CMS states that “Section 1115(a)(2) provides that expenditures made under its authority are to be ‘regarded as expenditures under the State plan,’” so “the requirement in section 1927(b) of the Act to pay rebates on drugs ‘for which payment was made under the State plan’ would apply, even though the drugs would not be covered under the state plan, and the beneficiaries would not be regarded as eligible under the state plan” (emphases in original). CMS notes that “expenditures under section 1115(a)(2) of the Act are treated as ‘expenditures under the State plan’ for other purposes as well (e.g., in calculating disproportionate state hospital (DSH) payments.” CMS also advises that states are free to negotiate supplemental rebates with manufacturers in exchange for inclusion of the manufacturers’ drugs on these state formularies, and that states wishing to continue to meet the coverage requirements under the MDRP “would be free to do so.”

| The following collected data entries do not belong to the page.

/// Defines a string-backed enum whose known variants map to fixed literals.
///
/// Unknown literals are kept as `Custom(String)` and rendered verbatim, so a
/// value the crate does not know about still round-trips unchanged.
#[macro_export]
macro_rules! define_literal_enum {
    (
        $(#[$enum_meta:meta])*
        $enum_name:ident {
            $(
                $(#[$variant_meta:meta])*
                $variant:ident => $literal:literal
            ),* $(,)?
        }
    ) => {
        $(#[$enum_meta])*
        #[derive(Debug, Clone, PartialEq, Eq, Hash)]
        pub enum $enum_name {
            $(
                $(#[$variant_meta])*
                $variant,
            )*
            Custom(String),
        }

        impl ::serde::Serialize for $enum_name {
            fn serialize<S>(&self, serializer: S) -> ::std::result::Result<S::Ok, S::Error>
            where
                S: ::serde::Serializer,
            {
                serializer.serialize_str(self.as_str())
            }
        }

        impl<'de> ::serde::Deserialize<'de> for $enum_name {
            fn deserialize<D>(deserializer: D) -> ::std::result::Result<Self, D::Error>
            where
                D: ::serde::Deserializer<'de>,
            {
                let s = <::std::string::String as ::serde::Deserialize>::deserialize(deserializer)?;
                Ok(Self::from_literal(&s))
            }
        }

        impl $enum_name {
            pub fn as_str(&self) -> &str {
                match self {
                    $(
                        Self::$variant => $literal,
                    )*
                    Self::Custom(literal) => literal,
                }
            }

            pub fn from_literal(literal: &str) -> Self {
                match literal {
                    $(
                        $literal => Self::$variant,
                    )*
                    _ => Self::Custom(literal.to_string()),
                }
            }

            pub fn is_custom(&self) -> bool {
                matches!(self, Self::Custom(_))
            }

            pub fn known_variants() -> &'static [Self] {
                &[
                    $(
                        Self::$variant,
                    )*
                ]
            }
        }

        impl From<&str> for $enum_name {
            fn from(literal: &str) -> Self {
                Self::from_literal(literal)
            }
        }

        impl std::fmt::Display for $enum_name {
            fn fmt(&self, f: &mut std::fmt::Formatter<'_>) -> std::fmt::Result {
                f.write_str(self.as_str())
            }
        }
    };
}
//! Integration tests for applying the plugin to a project
//!
//! Covers ordering of added dependencies, compiler argument synthesis and
//! the guarantee that a failed plan leaves the project untouched.

use mapstruct_plugin::arguments::ArgumentSynthesizer;
use mapstruct_plugin::options::{ComponentModel, InjectionStrategy, ReportingPolicy};
use mapstruct_plugin::{
    CompilerArgsSink, DependencySink, Descriptor, GeneratorOption, MapstructOptions,
    MapstructPlugin, OptionReadError, OptionSource, OptionValue, PluginError, Project, RuleTable,
};
use std::cell::Cell;

const DEFAULT_ARGS: [&str; 10] = [
    "-Amapstruct.suppressGeneratorTimestamp=false",
    "-Amapstruct.verbose=false",
    "-Amapstruct.suppressGeneratorVersionInfoComment=false",
    "-Amapstruct.defaultComponentModel=default",
    "-Amapstruct.defaultInjectionStrategy=field",
    "-Amapstruct.unmappedTargetPolicy=WARN",
    "-Amapstruct.unmappedSourcePolicy=WARN",
    "-Amapstruct.disableBuilders=false",
    "-Amapstruct.nullValueIterableMappingStrategy=RETURN_NULL",
    "-Amapstruct.nullValueMapMappingStrategy=RETURN_NULL",
];

fn spring_lombok_project() -> Project {
    let mut project = Project::java("orders");
    project
        .declare_coordinate("annotationProcessor", "org.projectlombok:lombok:1.18.36")
        .unwrap();
    project
        .declare_coordinate("implementation", "org.springframework:spring-core:6.2.5")
        .unwrap();
    project
}

/// Fails when asked for one option, counting every read
struct BrokenOptions {
    broken: GeneratorOption,
    reads: Cell<usize>,
}

impl OptionSource for BrokenOptions {
    fn read(&self, option: GeneratorOption) -> Result<OptionValue, OptionReadError> {
        self.reads.set(self.reads.get() + 1);
        if option == self.broken {
            Err(OptionReadError::new("value not yet known"))
        } else {
            MapstructOptions::default().read(option)
        }
    }
}

/// Records every call in order
#[derive(Default)]
struct RecordingSink {
    calls: Vec<String>,
}

impl DependencySink for RecordingSink {
    fn add_dependency(&mut self, descriptor: &Descriptor) -> mapstruct_plugin::Result<()> {
        self.calls.push(format!("dep {}", descriptor));
        Ok(())
    }
}

impl CompilerArgsSink for RecordingSink {
    fn has_compile_task(&self, task: &str) -> bool {
        task == "compileJava"
    }

    fn append_compiler_args(&mut self, task: &str, args: &[String]) -> mapstruct_plugin::Result<()> {
        self.calls.push(format!("args {} {}", task, args.len()));
        Ok(())
    }
}

#[test]
fn test_apply_to_plain_project_adds_required_and_default_args() {
    let mut project = Project::java("plain");
    let options = project.options().clone();

    let plan = MapstructPlugin::default().apply(&mut project, &options).unwrap();

    assert_eq!(plan.descriptors().len(), 2);
    assert_eq!(
        project.bucket("implementation").unwrap().coordinates(),
        vec!["org.mapstruct:mapstruct:1.6.3"]
    );
    assert_eq!(
        project.bucket("annotationProcessor").unwrap().coordinates(),
        vec!["org.mapstruct:mapstruct-processor:1.6.3"]
    );
    assert_eq!(project.compile_task("compileJava").unwrap().args(), DEFAULT_ARGS);
}

#[test]
fn test_apply_orders_required_before_optional() {
    let project = spring_lombok_project();
    let plan = MapstructPlugin::default()
        .plan(&project, project.options())
        .unwrap();

    let mut sink = RecordingSink::default();
    MapstructPlugin::apply_plan(&plan, &mut sink).unwrap();

    assert_eq!(
        sink.calls,
        vec![
            "dep implementation org.mapstruct:mapstruct:1.6.3",
            "dep annotationProcessor org.mapstruct:mapstruct-processor:1.6.3",
            "dep annotationProcessor org.projectlombok:lombok-mapstruct-binding:0.2.0",
            "dep annotationProcessor org.mapstruct.extensions.spring:mapstruct-spring-extensions:1.1.3",
            "dep implementation org.mapstruct.extensions.spring:mapstruct-spring-annotations:1.1.3",
            "dep testImplementation org.mapstruct.extensions.spring:mapstruct-spring-test-extensions:1.1.3",
            "args compileJava 10",
        ]
    );
}

#[test]
fn test_apply_appends_after_existing_args() {
    let mut project = Project::new("legacy");
    project
        .add_bucket("annotationProcessor", &[])
        .add_bucket("implementation", &[])
        .add_compile_task("compileJava", vec!["-parameters".to_string(), "-Xlint:all".to_string()]);

    let options = project.options().clone();
    MapstructPlugin::default().apply(&mut project, &options).unwrap();

    let args = project.compile_task("compileJava").unwrap().args();
    assert_eq!(args.len(), 12);
    assert_eq!(args[0], "-parameters");
    assert_eq!(args[1], "-Xlint:all");
    assert_eq!(args[2], DEFAULT_ARGS[0]);
    assert_eq!(args[11], DEFAULT_ARGS[9]);
}

#[test]
fn test_plan_reflects_configured_options() {
    let mut project = Project::java("configured");
    {
        let options = project.options_mut();
        options.verbose = true;
        options.default_component_model = ComponentModel::Spring;
        options.default_injection_strategy = InjectionStrategy::Constructor;
        options.unmapped_target_policy = ReportingPolicy::Error;
    }

    let plan = MapstructPlugin::default()
        .plan(&project, project.options())
        .unwrap();

    assert_eq!(plan.compiler_args[1], "-Amapstruct.verbose=true");
    assert_eq!(plan.compiler_args[3], "-Amapstruct.defaultComponentModel=spring");
    assert_eq!(
        plan.compiler_args[4],
        "-Amapstruct.defaultInjectionStrategy=constructor"
    );
    assert_eq!(plan.compiler_args[5], "-Amapstruct.unmappedTargetPolicy=ERROR");
    assert_eq!(plan.compiler_args[6], "-Amapstruct.unmappedSourcePolicy=WARN");
}

#[test]
fn test_custom_prefix_and_task() {
    let mut project = Project::java("kotlin");
    project.add_compile_task("kaptKotlin", Vec::new());

    let plugin = MapstructPlugin::new(
        RuleTable::mapstruct(),
        ArgumentSynthesizer::with_prefix("-Amapstruct-custom"),
        "kaptKotlin",
    );
    let options = project.options().clone();
    plugin.apply(&mut project, &options).unwrap();

    assert!(project.compile_task("compileJava").unwrap().args().is_empty());
    assert_eq!(
        project.compile_task("kaptKotlin").unwrap().args()[0],
        "-Amapstruct-custom.suppressGeneratorTimestamp=false"
    );
}

#[test]
fn test_failed_option_read_leaves_project_unchanged() {
    let mut project = spring_lombok_project();
    let before = project.clone();
    let options = BrokenOptions {
        broken: GeneratorOption::DefaultComponentModel,
        reads: Cell::new(0),
    };

    let err = MapstructPlugin::default()
        .apply(&mut project, &options)
        .unwrap_err();

    assert_eq!(
        err.to_string(),
        "Can't fetch compiler argument for 'defaultComponentModel'"
    );
    assert!(matches!(err, PluginError::OptionReadFailure { .. }));
    assert_eq!(options.reads.get(), 4);
    assert_eq!(project, before);
}

#[test]
fn test_missing_compile_task_is_reported() {
    let mut project = spring_lombok_project();
    let before = project.clone();
    let plugin = MapstructPlugin::new(RuleTable::mapstruct(), ArgumentSynthesizer::new(), "kaptKotlin");
    let options = project.options().clone();

    let err = plugin.apply(&mut project, &options).unwrap_err();

    match err {
        PluginError::CompileTaskNotFound { task } => assert_eq!(task, "kaptKotlin"),
        other => panic!("Expected CompileTaskNotFound, got {:?}", other),
    }
    assert_eq!(project, before);
}

#[test]
fn test_missing_compile_task_writes_nothing_to_sink() {
    let project = Project::java("no-kapt");
    let plugin = MapstructPlugin::new(RuleTable::mapstruct(), ArgumentSynthesizer::new(), "kaptKotlin");
    let plan = plugin.plan(&project, project.options()).unwrap();

    let mut sink = RecordingSink::default();
    let err = MapstructPlugin::apply_plan(&plan, &mut sink).unwrap_err();

    assert!(matches!(err, PluginError::CompileTaskNotFound { .. }));
    assert!(sink.calls.is_empty());
}

#[test]
fn test_second_apply_skips_existing_binding() {
    let mut project = spring_lombok_project();
    let options = project.options().clone();
    let plugin = MapstructPlugin::default();

    plugin.apply(&mut project, &options).unwrap();
    let second = plugin.apply(&mut project, &options).unwrap();

    let binding_count = project
        .bucket("annotationProcessor")
        .unwrap()
        .coordinates()
        .iter()
        .filter(|c| c.contains("lombok-mapstruct-binding"))
        .count();
    assert_eq!(binding_count, 1);
    assert!(second
        .descriptors()
        .iter()
        .all(|d| d.artifact() != "lombok-mapstruct-binding"));
}

#[test]
fn test_report_lists_added_descriptors() {
    let mut project = spring_lombok_project();
    let options = project.options().clone();
    let plan = MapstructPlugin::default().apply(&mut project, &options).unwrap();

    let report = MapstructPlugin::report(project.name(), &plan);

    assert_eq!(report.project, "orders");
    assert_eq!(report.added.len(), 6);
    assert_eq!(report.compile_task, "compileJava");
    assert_eq!(report.compiler_args, DEFAULT_ARGS);
}

#[test]
fn test_plan_is_deterministic() {
    let project = spring_lombok_project();
    let plugin = MapstructPlugin::default();

    let first = plugin.plan(&project, project.options()).unwrap();
    let second = plugin.plan(&project, project.options()).unwrap();

    assert_eq!(first, second);
}
pub mod logging;

pub use logging::{init_logging, LoggingConfig};
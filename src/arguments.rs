//! Compiler argument synthesis
//!
//! Turns generator options into `-A<prefix>.<name>=<value>` style arguments,
//! one per option, in declaration order.

use crate::error::{PluginError, Result};
use crate::options::{GeneratorOption, OptionSource, OptionValue};

pub const DEFAULT_PREFIX: &str = "-Amapstruct";

#[derive(Debug, Clone, PartialEq, Eq)]
pub struct ArgumentSynthesizer {
    prefix: String,
}

impl ArgumentSynthesizer {
    pub fn new() -> Self {
        Self::with_prefix(DEFAULT_PREFIX)
    }

    pub fn with_prefix(prefix: impl Into<String>) -> Self {
        Self {
            prefix: prefix.into(),
        }
    }

    pub fn prefix(&self) -> &str {
        &self.prefix
    }

    /// Renders every option of `source`.
    ///
    /// Stops at the first option that cannot be read; nothing is returned
    /// for the options before it.
    pub fn synthesize(&self, source: &dyn OptionSource) -> Result<Vec<String>> {
        let mut arguments = Vec::with_capacity(GeneratorOption::ALL.len());

        for option in GeneratorOption::ALL {
            let value = source
                .read(option)
                .map_err(|reason| PluginError::OptionReadFailure {
                    option: option.name().to_string(),
                    reason,
                })?;
            arguments.push(self.render(option, &value));
        }

        Ok(arguments)
    }

    pub fn render(&self, option: GeneratorOption, value: &OptionValue) -> String {
        format!("{}.{}={}", self.prefix, option.name(), value)
    }
}

impl Default for ArgumentSynthesizer {
    fn default() -> Self {
        Self::new()
    }
}
//! Command handlers. Each returns the process exit code.

use super::commands::{ApplyArgs, CliArgs, PlanArgs};
use super::output::OutputFormatter;
use crate::config::PluginConfig;
use crate::plugin::MapstructPlugin;
use crate::project::Project;
use anyhow::{Context, Result};
use tracing::{debug, info};

/// Environment configuration with command-line overrides applied.
///
/// Overrides replace environment values before validation, so a bad
/// environment value does not fail a run that overrides it.
pub fn resolve_config(args: &CliArgs) -> Result<PluginConfig> {
    let default_config = PluginConfig::default();
    let log_level = if let Some(level) = &args.log_level {
        level.to_lowercase()
    } else if args.verbose {
        "debug".to_string()
    } else if args.quiet {
        "error".to_string()
    } else {
        default_config.log_level
    };

    let config = PluginConfig {
        log_level,
        compile_task: args
            .compile_task
            .clone()
            .unwrap_or(default_config.compile_task),
        arg_prefix: args.prefix.clone().unwrap_or(default_config.arg_prefix),
    };

    config.validate().context("Invalid plugin configuration")?;
    debug!(?config, "Resolved plugin configuration");
    Ok(config)
}

pub fn handle_plan(args: &PlanArgs, config: &PluginConfig) -> i32 {
    match run_plan(args, config) {
        Ok(output) => {
            println!("{}", output);
            0
        }
        Err(e) => {
            eprintln!("Error: {:#}", e);
            1
        }
    }
}

pub fn handle_apply(args: &ApplyArgs, config: &PluginConfig, quiet: bool) -> i32 {
    match run_apply(args, config) {
        Ok(output) => {
            if !quiet {
                println!("{}", output);
            }
            0
        }
        Err(e) => {
            eprintln!("Error: {:#}", e);
            1
        }
    }
}

fn run_plan(args: &PlanArgs, config: &PluginConfig) -> Result<String> {
    let project = Project::load(&args.manifest)
        .with_context(|| format!("Failed to load {}", args.manifest.display()))?;

    let plugin = MapstructPlugin::from_config(config);
    let plan = plugin
        .plan(&project, project.options())
        .with_context(|| format!("Failed to plan MapStruct for '{}'", project.name()))?;

    OutputFormatter::new(args.format.into()).format_plan(project.name(), &plan)
}

fn run_apply(args: &ApplyArgs, config: &PluginConfig) -> Result<String> {
    let mut project = Project::load(&args.manifest)
        .with_context(|| format!("Failed to load {}", args.manifest.display()))?;

    let options = project.options().clone();
    let plugin = MapstructPlugin::from_config(config);
    let plan = plugin
        .apply(&mut project, &options)
        .with_context(|| format!("Failed to apply MapStruct to '{}'", project.name()))?;

    let destination = args.output.as_ref().unwrap_or(&args.manifest);
    project
        .save(destination)
        .with_context(|| format!("Failed to write {}", destination.display()))?;
    info!(path = %destination.display(), "Updated project manifest");

    let report = MapstructPlugin::report(project.name(), &plan);
    OutputFormatter::new(args.format.into()).format_report(&report)
}
use mapstruct_plugin::cli::commands::{CliArgs, Commands};
use mapstruct_plugin::cli::handlers::{handle_apply, handle_plan, resolve_config};
use mapstruct_plugin::util::logging::{init_logging, parse_level, LoggingConfig};
use mapstruct_plugin::VERSION;

use clap::Parser;
use tracing::{debug, Level};

fn main() {
    let args = CliArgs::parse();
    init_logging_from_args(&args);

    debug!("mapstruct-plugin v{} starting", VERSION);
    debug!("Arguments: {:?}", args);

    let config = match resolve_config(&args) {
        Ok(config) => config,
        Err(e) => {
            eprintln!("Error: {:#}", e);
            std::process::exit(1);
        }
    };

    let exit_code = match &args.command {
        Commands::Plan(plan_args) => handle_plan(plan_args, &config),
        Commands::Apply(apply_args) => handle_apply(apply_args, &config, args.quiet),
    };

    std::process::exit(exit_code);
}

fn init_logging_from_args(args: &CliArgs) {
    let env_config = LoggingConfig::from_env();

    let level = if let Some(level_str) = &args.log_level {
        parse_level(level_str)
    } else if args.verbose {
        Level::DEBUG
    } else if args.quiet {
        Level::ERROR
    } else {
        env_config.level
    };

    init_logging(LoggingConfig {
        level,
        include_target: args.verbose,
        ..env_config
    });
}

CMS advises that under the HAO initiative, states can apply for demonstrations that involve populations not covered under a state Medicaid plan, with a focus on adults under age 65 who qualify for Medicaid on a basis other than disability or need for long-term care services and supports, including individuals in the Medicaid expansion population (i.e., patients who received Medicaid coverage because the state opted to expand Medicaid under the Affordable Care Act). Demonstrations under the initiative “also could be used to extend coverage to populations a state has previously covered in its state plan or under other section 1115 demonstrations, but for which the state has elected to end coverage.” Notwithstanding this language from CMS, the HAO initiative appears likely to reduce the number of Medicaid beneficiaries, as well as the scope of available drugs and other benefits.
It remains to be seen how states will respond to the initiative and how many demonstrations, including those featuring closed formularies, will be submitted to CMS for approval. Tennessee submitted a Section 1115 waiver to CMS in November 2019 that remains pending and, if approved, would permit the state to establish a closed formulary – seemingly through a formal waiver of the applicability of Section 1927’s requirements. It also is unclear whether CMS’s purported legal basis for suggesting that MDRP rebate obligations would apply will be subject to challenge. An effort by one or more states to move forward in pursuit of a closed formulary in connection with the HAO initiative could have significant implications for manufacturers that participate in the MDRP, as well as for Medicaid beneficiaries and their treating health care providers – and, we expect, will trigger scrutiny.